The Pineapple Patrol IG Investigation

The CIA has announced they’re going to investigate David Petraeus to find out whether his demands for perks were designed to facilitate his affair with Paula Broadwell.

Given allegations that he flew to Paris for some sexy time with Broadwell, I guess the investigation is merited.

But I’m very skeptical of the timing of the investigation.

As far as I know, the investigation was first reported in mid-afternoon by the AP.

That would place the announcement between today’s closed hearings with acting CIA Director Mike Morrel and tomorrow’s hearings with Petraeus.

And at least from the leaks about today’s hearing, it is possible that Petraeus, in public statements, may deviate from the CIA story on the attack.

Here’s what Dutch Ruppersberger said about the CIA’s story after today’s briefing.

Mr. Ruppersberger said on Thursday that this criticism was unfair and that the intelligence community’s assessment of what had happened was now roughly what Ms. Rice recounted on several Sunday talk shows. “You had a group of extremists who took advantage of a situation, and unfortunately we lost four American lives,” he said.

Mr. Ruppersberger also underscored what intelligence officials have said for weeks: that the attack on the diplomatic mission seemed disorganized, and without good command and control, but that the second attack, a mortar strike on the C.I.A. base nearly eight hours later, was much more sophisticated. It was clearly the work of terrorists, he said.

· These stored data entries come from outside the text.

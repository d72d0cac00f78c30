//! # Discovery Flows
//!
//! End-to-end requests through `DiscoveryService` with the in-memory record
//! store and authorizers that grant, deny, fail or stall.
//!
//! ## Properties Tested
//!
//! 1. **No masked bins**: every returned value is 0 or above the threshold
//! 2. **Idempotence**: identical requests over unchanged data agree
//! 3. **Full data**: censorship becomes a no-op
//! 4. **Fail closed**: authorization errors and timeouts deny
//! 5. **Search**: filters resolve through the individual collection and
//!    results are censored like any other count

#[cfg(test)]
mod tests {
    use std::time::Duration;

    use async_trait::async_trait;
    use cd_02_censorship::DisclosureRules;
    use cd_05_permissions::{AuthorizationService, AuthzError, StaticPolicyAuthorizer};
    use cd_06_discovery::{
        DiscoveryApi, DiscoveryError, DiscoveryOutcome, DiscoverySettings, OverviewResponse, SearchCount,
        SearchFilter, ValidationError,
    };
    use proptest::prelude::*;
    use shared_types::{Caller, Permission, ResourceScope};

    use crate::fixtures::{cohort, registry, service, service_with_settings, COHORT_SIZE, THRESHOLD};

    // =============================================================================
    // TEST FIXTURES
    // =============================================================================

    /// Authorizer whose backend is down.
    struct UnavailableAuthz;

    #[async_trait]
    impl AuthorizationService for UnavailableAuthz {
        async fn evaluate(
            &self,
            _caller: &Caller,
            _resources: &[ResourceScope],
            _permissions: &[Permission],
        ) -> Result<Vec<bool>, AuthzError> {
            Err(AuthzError::Unavailable("connection refused".into()))
        }
    }

    /// Authorizer that would grant everything, too late.
    struct StalledAuthz;

    #[async_trait]
    impl AuthorizationService for StalledAuthz {
        async fn evaluate(
            &self,
            _caller: &Caller,
            resources: &[ResourceScope],
            _permissions: &[Permission],
        ) -> Result<Vec<bool>, AuthzError> {
            tokio::time::sleep(Duration::from_secs(5)).await;
            Ok(vec![true; resources.len()])
        }
    }

    async fn overview_with(threshold: u64, authz: StaticPolicyAuthorizer) -> OverviewResponse {
        service(registry(threshold).unwrap(), cohort(), authz)
            .public_overview(&Caller::anonymous())
            .await
            .unwrap()
            .success()
            .unwrap()
    }

    fn every_value(overview: &OverviewResponse) -> Vec<u64> {
        let bins = overview
            .fields
            .values()
            .filter_map(|f| f.data.as_ref())
            .flatten()
            .map(|b| b.value);
        let totals = [
            overview.counts.individuals,
            overview.counts.biosamples,
            overview.counts.experiments,
        ];
        bins.chain(totals.into_iter().flatten()).collect()
    }

    // =============================================================================
    // CENSORSHIP INVARIANTS
    // =============================================================================

    #[tokio::test]
    async fn test_no_masked_values_for_any_threshold() {
        for threshold in 0..=12 {
            let overview = overview_with(threshold, StaticPolicyAuthorizer::counts_for_everyone()).await;

            assert_eq!(overview.count_threshold, threshold);
            for value in every_value(&overview) {
                assert!(
                    value == 0 || value > threshold,
                    "value {} leaked under threshold {}",
                    value,
                    threshold
                );
            }
        }
    }

    #[tokio::test]
    async fn test_repeated_overviews_agree() {
        let service = service(
            registry(THRESHOLD).unwrap(),
            cohort(),
            StaticPolicyAuthorizer::counts_for_everyone(),
        );
        let caller = Caller::anonymous();

        let first = service.public_overview(&caller).await.unwrap();
        for _ in 0..3 {
            assert_eq!(service.public_overview(&caller).await.unwrap(), first);
        }
    }

    #[tokio::test]
    async fn test_full_data_makes_censorship_a_no_op() {
        let full = overview_with(THRESHOLD, StaticPolicyAuthorizer::data_for_everyone()).await;
        let unthresholded = overview_with(0, StaticPolicyAuthorizer::counts_for_everyone()).await;

        assert_eq!(full.count_threshold, DisclosureRules::FULL_PERMISSIONS.count_threshold);
        assert_eq!(full.max_query_parameters, DisclosureRules::FULL_PERMISSIONS.max_query_parameters);
        assert_eq!(full.fields, unthresholded.fields);
        assert_eq!(full.counts, unthresholded.counts);
        assert_eq!(full.counts.individuals, Some(COHORT_SIZE as u64));
    }

    proptest! {
        #![proptest_config(ProptestConfig::with_cases(16))]

        #[test]
        fn prop_search_counts_never_masked(threshold in 0u64..20, sex in prop::sample::select(vec!["MALE", "female"])) {
            let runtime = tokio::runtime::Runtime::new().unwrap();
            let outcome = runtime.block_on(async {
                service(registry(threshold).unwrap(), cohort(), StaticPolicyAuthorizer::counts_for_everyone())
                    .public_search(&Caller::anonymous(), &[SearchFilter::new("sex", sex)])
                    .await
                    .unwrap()
            });

            let count = outcome.success().unwrap().count;
            prop_assert!(count == 0 || count > threshold);
            // 9 of each sex.
            prop_assert_eq!(count, if threshold < 9 { 9 } else { 0 });
        }
    }

    // =============================================================================
    // FAIL CLOSED
    // =============================================================================

    #[tokio::test]
    async fn test_unavailable_authorization_denies() {
        let service = service(registry(THRESHOLD).unwrap(), cohort(), UnavailableAuthz);
        let caller = Caller::anonymous();

        assert_eq!(service.public_overview(&caller).await.unwrap(), DiscoveryOutcome::Forbidden);
        assert_eq!(
            service.discovery_rules(&caller, None).await.unwrap(),
            DisclosureRules::NO_PERMISSIONS
        );

        let listing = service.list_queryable_fields(&caller).await.unwrap().success().unwrap();
        assert!(listing.field_ids().is_empty());

        let metrics = service.metrics();
        assert!(metrics.authorization_failures >= 2);
        assert_eq!(metrics.forbidden, 1);
    }

    #[tokio::test]
    async fn test_stalled_authorization_times_out_closed() {
        let settings = DiscoverySettings::default().with_authz_timeout(Duration::from_millis(20));
        let service = service_with_settings(registry(THRESHOLD).unwrap(), cohort(), StalledAuthz, &settings);

        let outcome = service
            .public_search(&Caller::anonymous(), &[SearchFilter::new("sex", "MALE")])
            .await
            .unwrap();

        assert_eq!(outcome, DiscoveryOutcome::Forbidden);
        assert!(service.metrics().authorization_failures >= 1);
    }

    // =============================================================================
    // SEARCH
    // =============================================================================

    #[tokio::test]
    async fn test_search_through_nested_experiments() {
        let service = service(
            registry(THRESHOLD).unwrap(),
            cohort(),
            StaticPolicyAuthorizer::data_for_everyone(),
        );
        let caller = Caller::anonymous();

        let wgs = service
            .public_search(&caller, &[SearchFilter::new("experiment_type", "WGS")])
            .await
            .unwrap();
        assert_eq!(wgs, DiscoveryOutcome::Success(SearchCount { count: 8 }));

        // Individuals 0..=7 have WGS; the even ones are MALE.
        let male_wgs = service
            .public_search(
                &caller,
                &[
                    SearchFilter::new("experiment_type", "wgs"),
                    SearchFilter::new("sex", "MALE"),
                ],
            )
            .await
            .unwrap();
        assert_eq!(male_wgs, DiscoveryOutcome::Success(SearchCount { count: 4 }));
    }

    #[tokio::test]
    async fn test_search_censors_small_results() {
        let service = service(
            registry(THRESHOLD).unwrap(),
            cohort(),
            StaticPolicyAuthorizer::counts_for_everyone(),
        );

        // Three individuals consented in January.
        let january = service
            .public_search(
                &Caller::anonymous(),
                &[SearchFilter::new("date_of_consent", "Jan 2021")],
            )
            .await
            .unwrap();
        assert_eq!(january, DiscoveryOutcome::Success(SearchCount { count: 0 }));

        let april = service
            .public_search(
                &Caller::anonymous(),
                &[SearchFilter::new("date_of_consent", "Apr 2021")],
            )
            .await
            .unwrap();
        assert_eq!(april, DiscoveryOutcome::Success(SearchCount { count: 9 }));
    }

    #[tokio::test]
    async fn test_search_validation() {
        let service = service(
            registry(THRESHOLD).unwrap(),
            cohort(),
            StaticPolicyAuthorizer::counts_for_everyone(),
        );
        let caller = Caller::anonymous();

        // `tier` is charted but not searchable.
        let err = service
            .public_search(&caller, &[SearchFilter::new("tier", "A")])
            .await
            .unwrap_err();
        assert!(matches!(err, DiscoveryError::Validation(ValidationError::UnknownField(_))));

        let err = service
            .public_search(&caller, &[SearchFilter::new("date_of_consent", "2021-01")])
            .await
            .unwrap_err();
        assert!(matches!(err, DiscoveryError::Validation(ValidationError::InvalidValue(_))));

        let err = service
            .public_search(
                &caller,
                &[
                    SearchFilter::new("sex", "MALE"),
                    SearchFilter::new("age", "< 20"),
                    SearchFilter::new("diagnosis", "B"),
                ],
            )
            .await
            .unwrap_err();
        assert!(matches!(
            err,
            DiscoveryError::Validation(ValidationError::TooManyParameters { count: 3, max: 2 })
        ));
    }

    #[tokio::test]
    async fn test_full_data_lifts_parameter_limit() {
        let service = service(
            registry(THRESHOLD).unwrap(),
            cohort(),
            StaticPolicyAuthorizer::data_for_everyone(),
        );

        // Individuals 0 and 2: MALE, under 20, diagnosis A.
        let outcome = service
            .public_search(
                &Caller::anonymous(),
                &[
                    SearchFilter::new("sex", "MALE"),
                    SearchFilter::new("age", "< 20"),
                    SearchFilter::new("diagnosis", "a"),
                ],
            )
            .await
            .unwrap();
        assert_eq!(outcome, DiscoveryOutcome::Success(SearchCount { count: 2 }));
    }
}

And here’s what Petraeus plans to say tomorrow.

[Petraeus] knew “almost immediately” that Ansar al-Sharia, a loosely connected radical Islamist group, was responsible for the attack, as suggested by multiple sources and video from the scene, said the source. At the same time, a stream of intelligence — including about 20 distinct reports — also emerged indicating that a brewing furor over the anti-Islamic video preceded the attack.

The CIA eventually disproved the reports that film-related protests had anything to do with the attack. But this didn’t happen until after Petraeus’ initial briefings to lawmakers, in which he discussed all the possibilities, the source said.

Whereas Morrel was at least reported to be expected to defend the CIA’s confusion about the video, this suggests Petraeus wants to distance himself from that early confusion.

We’ll see whether the announced plan to investigate his junkets (ha!) to Paris changes that testimony.

Updated: Edited for clarity.

image_print
38 replies
  1. orionatl says:

    “the cia eventually disproved that the film had anything to do with the attack…”

    that can’t be done, unless you are playing with, aka parsing, “the attack” (which).

    the media reports here were that individuals in libya involved in the attack on the consulate were overheard (now who would do a thing like that) discussing either the video or the egyptian citizens’ response to the video, prior to the attack on the consulate.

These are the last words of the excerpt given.